Table 1. Effect of system perturbation on sensitivity to flow
The effect of flow on coagulation depends on the activator size
The simulations described above were carried out with the same activator size of 1000 μm. The damaged area in vivo can vary, and it was necessary to find out how the observed phenomena depended on activator size. In order to do this, we determined the dependence of the lag-time on the activator size (Fig. 3a) with wall shear rate being kept constant (17 s-1). Increase of the activator size led to the lagtime decrease and vice versa. The dependence was hyperbolical as evidenced by linearity in a semi-reciprocal scale (Fig. 3a inset). There was almost no clotting (at this shear rate) for activators smaller than 500 μm. Additional simulations at different wall shear rates confirmed that all observed phenomena existed at different activation sizes although the specific values of clotting time could change (data not shown). Lagtime dependence on wall shear rate calculated for the 500 μm-long activating patch is presented in Fig. 3b. For this case = 3.35 and R' = 2.1 in comparison with 1000 μm -long activating patch. Influence of flow increased 3-fold and system became 2-fold more sensitive to flow rate variation, although all phenomena remained.
Figure 3. Dependence of lagtime on activator size. (a) All simulations were carried out as in Fig. 1, except for the difference in activator size. Wall shear rate is 17s-1. The inset shows the dependence in a semi-reciprocal scale. (b) 1) normal case, activator size 500 μm; 2) activator size 500 μm, no convection of all enzymes except for factors IIa and Xa; 3) normal case, activator size 1000 μm.
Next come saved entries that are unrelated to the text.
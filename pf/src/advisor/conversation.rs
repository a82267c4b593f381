//! Multi-turn chat with locally kept history

use std::sync::Arc;

use tracing::{debug, info, warn};

use super::CHAT_INTERRUPTED_MESSAGE;
use crate::llm::{CompletionRequest, LlmClient, LlmError, Message};

/// Reply to one chat message
#[derive(Debug, Clone, PartialEq, Eq)]
pub struct ChatReply {
    pub text: Option<String>,
}

impl ChatReply {
    /// Text to show a user; the interruption notice when the reply was empty
    pub fn display_text(&self) -> &str {
        self.text.as_deref().unwrap_or(CHAT_INTERRUPTED_MESSAGE)
    }
}

/// A chat session primed with a fixed system instruction
///
/// Every message resends the instruction plus all prior turns.
pub struct Conversation {
    llm: Arc<dyn LlmClient>,
    system_instruction: String,
    history: Vec<Message>,
}

impl Conversation {
    pub(crate) fn new(llm: Arc<dyn LlmClient>, system_instruction: String) -> Self {
        Self {
            llm,
            system_instruction,
            history: Vec::new(),
        }
    }

    /// Send `text` and record the exchange
    ///
    /// Only replies carrying text are recorded. A failed send or an empty
    /// reply leaves history unchanged, so no dangling user turn or empty
    /// model turn is ever resent.
    pub async fn send_message(&mut self, text: &str) -> Result<ChatReply, LlmError> {
        debug!(turns = self.history.len(), "send_message: called");
        let mut messages = self.history.clone();
        messages.push(Message::user(text));

        let request = CompletionRequest {
            system_instruction: Some(self.system_instruction.clone()),
            messages,
            ..Default::default()
        };
        let response = self.llm.complete(request).await?;

        let Some(reply) = response.text else {
            warn!(finish_reason = ?response.finish_reason, "send_message: reply carried no text");
            return Ok(ChatReply { text: None });
        };

        self.history.push(Message::user(text));
        self.history.push(Message::model(reply.clone()));
        info!(turns = self.history.len(), "Chat exchange recorded");

        Ok(ChatReply { text: Some(reply) })
    }

    /// Turns exchanged so far, oldest first
    pub fn history(&self) -> &[Message] {
        &self.history
    }

    pub fn system_instruction(&self) -> &str {
        &self.system_instruction
    }
}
Chemical reaction as a sensor of flow: a new role for factor VII activation by factor Xa
In previous sections, we found out that the dependence of clotting initiation on wall shear rate is strongly non-linear. We were also able to show that this phenomenon did not essentially depend on our assumptions and activation conditions. The next step was to figure out the chemical mechanism responsible for this behavior of coagulation system under flow conditions. As a first approach to identify critical elements of the system affected by flow, we carried out virtual experiments, where individual coagulation factors were not carried by flow. In order to "switch off" their convection we removed the respective convection terms from the equations for these factors (see model description). This approach allowed individual coagulation factors to "ignore" the flow thus illustrating the relative contribution of their convection. Red line in Fig. 4a represents the same dependence of lag-time on the wall shear rate in a model experiments without convection of all zymogens (i.e. factors II, V, VII, VIII, IX, X, XI, Fibrinogen). We can see that convection of these factors does not affect the initial phase of clot growth. Coefficients and R' for these cases are presented in Table 1. They show quantitatively that there was no significant difference with normal coagulation.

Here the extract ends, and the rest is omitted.